A smart and easy-to-use image masking and cutout SDK for mobile apps

TinyCrayon SDK for iOS

A smart and easy-to-use image masking and cutout SDK for mobile apps.

TinyCrayon SDK provides tools for adding image cutout and layer mask capabilities to your mobile applications.

Quick Select Tool Hair Brush Tool

TinyCrayon SDK provides tools for adding image cutout and layer mask capabilities to your mobile applications.

Image layer mask is a fundamental technique in image manipulations. It allows you to selectively modify the opacity (transparency) of the layer they belong to. This flexibility to define the opacity of different areas of a layer is the basis for more interesting image manipulation techniques such as selective coloring and luminosity masking.

The current version of TinyCrayon SDK provides the following three tools:

  • Quick Select: Smart and easy to use, users just need to select part of the object and the edge detection algorithm will find the boundary.
  • Hair Brush: Smooth and natual looking, paint on the hair/fur of an object and the algorithm will select the hair/fur for you in high quality.
  • Regular Brush: A regular brush tool with the capability to adjust its size, hardness and opacity.

Features

  • Free: TinyCrayon SDK is provided under MIT license, you can use it in your commercial applications for free!
  • iPad support: TinyCrayon SDK uses auto layout for its views and adapts to each screen size - iPhone or iPad.
  • Highly customizable: Style the UI, view modes and localized languages as you wish.
  • Swift: Keeping up with time, we chose Swift as the main development language of the TinyCrayon SDK, leading to leaner easier code.
  • Objective-C support: All of our public API is Objective-C compatible.

Installation

Prerequisites

Streamlined, using CocoaPods

TinyCrayon SDK is available via CocoaPods. If you're new to CocoaPods, this Getting Started Guide will help you. CocoaPods is the preferred and simplest way to use the TinyCrayon SDK.

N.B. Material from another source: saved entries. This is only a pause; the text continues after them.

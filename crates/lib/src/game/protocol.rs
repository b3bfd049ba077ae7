//! Session WebSocket protocol types.
//!
//! Every frame is a JSON envelope `{ "type", "data", "from" }`. Inbound frames are
//! decoded in two steps: the envelope first, then `data` against the shape the
//! declared `type` demands. Either step failing is a per-frame [`ProtocolError`];
//! nothing here panics on a malformed payload.

use chrono::{DateTime, Utc};
use serde::{Deserialize, Serialize};
use std::collections::BTreeMap;
use std::sync::Arc;

use crate::content::{Answer, Question};

/// Serialized outbound frame, shared by every queue a fan-out reaches.
pub type Frame = Arc<str>;

/// Wire envelope: `{ "type": "...", "data": {...}, "from": "..." }`.
#[derive(Debug, Clone, Serialize, Deserialize)]
pub struct Envelope {
    #[serde(rename = "type")]
    pub typ: String,
    #[serde(default)]
    pub data: serde_json::Value,
    #[serde(default, skip_serializing_if = "Option::is_none")]
    pub from: Option<String>,
}

#[derive(Debug, thiserror::Error)]
pub enum ProtocolError {
    #[error("frame is not a JSON envelope: {0}")]
    Json(#[from] serde_json::Error),
    #[error("unknown message type: {0}")]
    UnknownType(String),
    #[error("invalid {typ} payload: {source}")]
    InvalidPayload {
        typ: String,
        #[source]
        source: serde_json::Error,
    },
}

/// Lifecycle of a session: waiting → active ⇄ scoring → completed.
#[derive(Debug, Clone, Copy, Default, PartialEq, Eq, Serialize, Deserialize)]
#[serde(rename_all = "lowercase")]
pub enum SessionStatus {
    #[default]
    Waiting,
    Active,
    Scoring,
    Completed,
}

impl SessionStatus {
    pub fn as_str(&self) -> &'static str {
        match self {
            SessionStatus::Waiting => "waiting",
            SessionStatus::Active => "active",
            SessionStatus::Scoring => "scoring",
            SessionStatus::Completed => "completed",
        }
    }
}

// ---- inbound (participant -> session) ----

/// A decoded participant message.
#[derive(Debug, Clone, PartialEq)]
pub enum ClientMessage {
    JoinTeam(JoinTeam),
    SubmitAnswer(SubmitAnswer),
    HostCommand(HostCommand),
}

#[derive(Debug, Clone, PartialEq, Serialize, Deserialize)]
pub struct JoinTeam {
    pub team_name: String,
}

#[derive(Debug, Clone, PartialEq, Serialize, Deserialize)]
pub struct SubmitAnswer {
    pub team_name: String,
    pub question_number: u32,
    /// Older clients send this as `answer`.
    #[serde(alias = "answer")]
    pub answer_text: String,
}

/// Game-control commands; only honoured from the registered host connection.
#[derive(Debug, Clone, PartialEq, Serialize, Deserialize)]
#[serde(tag = "command", rename_all = "snake_case")]
pub enum HostCommand {
    StartGame,
    ShowQuestion {
        question_number: u32,
    },
    NextQuestion,
    ShowAnswers,
    StartScoring,
    ScoreQuestion {
        question_number: u32,
        #[serde(default)]
        scores: BTreeMap<String, u32>,
    },
    FinishScoring,
    EndGame,
}

impl HostCommand {
    pub fn name(&self) -> &'static str {
        match self {
            HostCommand::StartGame => "start_game",
            HostCommand::ShowQuestion { .. } => "show_question",
            HostCommand::NextQuestion => "next_question",
            HostCommand::ShowAnswers => "show_answers",
            HostCommand::StartScoring => "start_scoring",
            HostCommand::ScoreQuestion { .. } => "score_question",
            HostCommand::FinishScoring => "finish_scoring",
            HostCommand::EndGame => "end_game",
        }
    }
}

impl ClientMessage {
    /// Decode one text frame.
    pub fn decode(text: &str) -> Result<Self, ProtocolError> {
        let envelope: Envelope = serde_json::from_str(text)?;
        Self::from_envelope(envelope)
    }

    /// Resolve `data` against the shape required by `type`.
    pub fn from_envelope(envelope: Envelope) -> Result<Self, ProtocolError> {
        let Envelope { typ, data, .. } = envelope;
        let parsed = match typ.as_str() {
            "join_team" => serde_json::from_value(data).map(ClientMessage::JoinTeam),
            "submit_answer" => serde_json::from_value(data).map(ClientMessage::SubmitAnswer),
            "host_command" => serde_json::from_value(data).map(ClientMessage::HostCommand),
            other => return Err(ProtocolError::UnknownType(other.to_string())),
        };
        parsed.map_err(|source| ProtocolError::InvalidPayload { typ, source })
    }

    pub fn type_name(&self) -> &'static str {
        match self {
            ClientMessage::JoinTeam(_) => "join_team",
            ClientMessage::SubmitAnswer(_) => "submit_answer",
            ClientMessage::HostCommand(_) => "host_command",
        }
    }
}

// ---- outbound (session -> participants) ----

/// Team name and running score; leaderboards are lists of these.
#[derive(Debug, Clone, PartialEq, Eq, Serialize, Deserialize)]
pub struct TeamStanding {
    pub name: String,
    pub score: u32,
}

/// One team's answer to one question.
#[derive(Debug, Clone, PartialEq, Serialize, Deserialize)]
pub struct Submission {
    pub team_name: String,
    pub answer_text: String,
    pub submitted_at: DateTime<Utc>,
}

/// A shown question with everything submitted for it, for manual review.
#[derive(Debug, Clone, PartialEq, Serialize, Deserialize)]
pub struct QuestionForScoring {
    pub question_number: u32,
    pub question: Question,
    pub submissions: Vec<Submission>,
}

/// Team-facing projection of a [`Question`]. The answer type has no field for
/// canonical text, correctness rank or per-answer points.
#[derive(Debug, Clone, PartialEq, Serialize, Deserialize)]
pub struct TeamQuestion {
    pub id: i64,
    pub text: String,
    pub question_number: u32,
    pub total_points: u32,
    pub question_image_url: Option<String>,
    pub answer_bank: Option<String>,
    pub question_type: String,
    pub answers: Vec<TeamAnswer>,
}

#[derive(Debug, Clone, PartialEq, Serialize, Deserialize)]
pub struct TeamAnswer {
    pub id: i64,
    pub text: String,
    pub question_image_url: Option<String>,
    pub answer_image_url: Option<String>,
    pub display_order: Option<u32>,
}

impl From<&Answer> for TeamAnswer {
    fn from(a: &Answer) -> Self {
        Self {
            id: a.id,
            text: a.text.clone(),
            question_image_url: a.question_image_url.clone(),
            answer_image_url: a.answer_image_url.clone(),
            display_order: a.display_order,
        }
    }
}

impl From<&Question> for TeamQuestion {
    fn from(q: &Question) -> Self {
        Self {
            id: q.id,
            text: q.text.clone(),
            question_number: q.question_number,
            total_points: q.total_points,
            question_image_url: q.question_image_url.clone(),
            answer_bank: q.answer_bank.clone(),
            question_type: q.question_type.clone(),
            answers: q.answers.iter().map(TeamAnswer::from).collect(),
        }
    }
}

/// Messages the session sends out. Serialized as `{ "type": <snake_case variant>, "data": {...} }`.
#[derive(Debug, Clone, PartialEq, Serialize, Deserialize)]
#[serde(tag = "type", content = "data", rename_all = "snake_case")]
pub enum ServerMessage {
    /// Snapshot sent once to a connection when it joins.
    Connected {
        session_code: String,
        game_name: String,
        status: SessionStatus,
        current_question: u32,
        total_questions: u32,
        is_host: bool,
        teams: Vec<TeamStanding>,
    },
    TeamJoined {
        team_name: String,
        total_teams: u32,
        teams: Vec<TeamStanding>,
    },
    GameStarted {
        message: String,
        status: SessionStatus,
    },
    /// Sanitized question, teams only.
    QuestionDisplay {
        question_number: u32,
        total_questions: u32,
        question: TeamQuestion,
    },
    /// Full question plus current submissions, host only.
    QuestionDisplayedHost {
        question_number: u32,
        total_questions: u32,
        question: Question,
        submissions: Vec<Submission>,
    },
    AnswerSubmitted {
        team_name: String,
        question_number: u32,
        answer_text: String,
        submitted_at: DateTime<Utc>,
        submissions: Vec<Submission>,
    },
    AnswersRevealed {
        question_number: u32,
        total_questions: u32,
        question: Question,
    },
    RoundComplete {
        message: String,
        total_questions: u32,
    },
    ScoringStarted {
        message: String,
        questions_to_score: Vec<QuestionForScoring>,
        leaderboard: Vec<TeamStanding>,
    },
    ScoringPhase {
        message: String,
    },
    QuestionScored {
        question_number: u32,
        scores: BTreeMap<String, u32>,
        leaderboard: Vec<TeamStanding>,
    },
    ScoringComplete {
        message: String,
        status: SessionStatus,
        leaderboard: Vec<TeamStanding>,
    },
    GameCompleted {
        message: String,
        status: SessionStatus,
        leaderboard: Vec<TeamStanding>,
    },
}

impl ServerMessage {
    pub fn encode(&self) -> Result<Frame, serde_json::Error> {
        serde_json::to_string(self).map(Frame::from)
    }
}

Important: Please make sure that you have a CocoaPods version >= 0.39.0 installed. You can check your version of CocoaPods with pod --version.

Here's what you have to add to your Podfile (if you do not have Podfile, create one in your project root directory):

target 'MyApp' do
  pod 'TinyCrayon'
end

Then run pod install in your project root directory (same directory as your Podfile).

Open MyApp.xcworkspace and build.

Manually, using the SDK download

If you don't want to use Cocoapods you can still take advantage of the TinyCrayon SDK by importing the frameworks directly.

Download the SDK

  1. Download the TinyCrayon SDK zip (this is a ~20MB file and may take some time).
  2. Unzip the TinyCrayon.zip

Add the framework

  1. Drag TCCore.framework into the Linked Frameworks and Libraries section of your target.
  2. Drag TCMask.framework into the Embedded Binaries section of your target.

Settings for Objective-C

If your project is using Objective-C, set Always Embed Swift Standard Libraries to be YES in your Build Settings.

Usage

Add a TCMaskView

The TCMaskView class is responsible to create a UIViewController for the user to mask the image.
To present a TCMaskView:

Swift

let maskView = TCMaskView(image: image)
maskView.delegate = self
maskView.presentFrom(rootViewController: self, animated: true)

Objective-C

TCMaskView *maskView = [[TCMaskView alloc] initWithImage:image];
maskView.delegate = self;
[maskView presentFromRootViewController:self animated:true];

The delegate of the TCMaskView can be used to be notified when the user cancels or completes the edit. In last case the function tcMaskViewDidComplete(mask:image:) is called.

TCMask class

TCMask is provided by TCMaskViewDelegate functions as the first parameter when the user cancels or completes the edit. For example, when the user completes the edit with TCMaskView:

swift

func tcMaskViewDidComplete(mask: TCMask, image: UIImage) {}

Objective-C

- (void)tcMaskViewDidCompleteWithMask:(TCMask *)mask image:(UIImage *)image {}

TCMask is an encapsulation of image masking result from TCMaskView, it has the following properties:

  • data: An array of 8-bits unsigned char, its length is equal to the number of pixels of the image in TCMaskView. Each element in data represents the mask value.
  • size: The size of mask, which is equal to the size of the image in TCMaskView.

TCMask also provides some simple and easy to use functions to process layer mask with image. For example, to cutout an object:

Swift

let outputImage = mask.cutout(image: image, resize: false)

Objective-C

UIImage *outputImage = [mask cutoutWithImage:image resize:false];

To try these examples, and find out about more options please take a look at the Examples.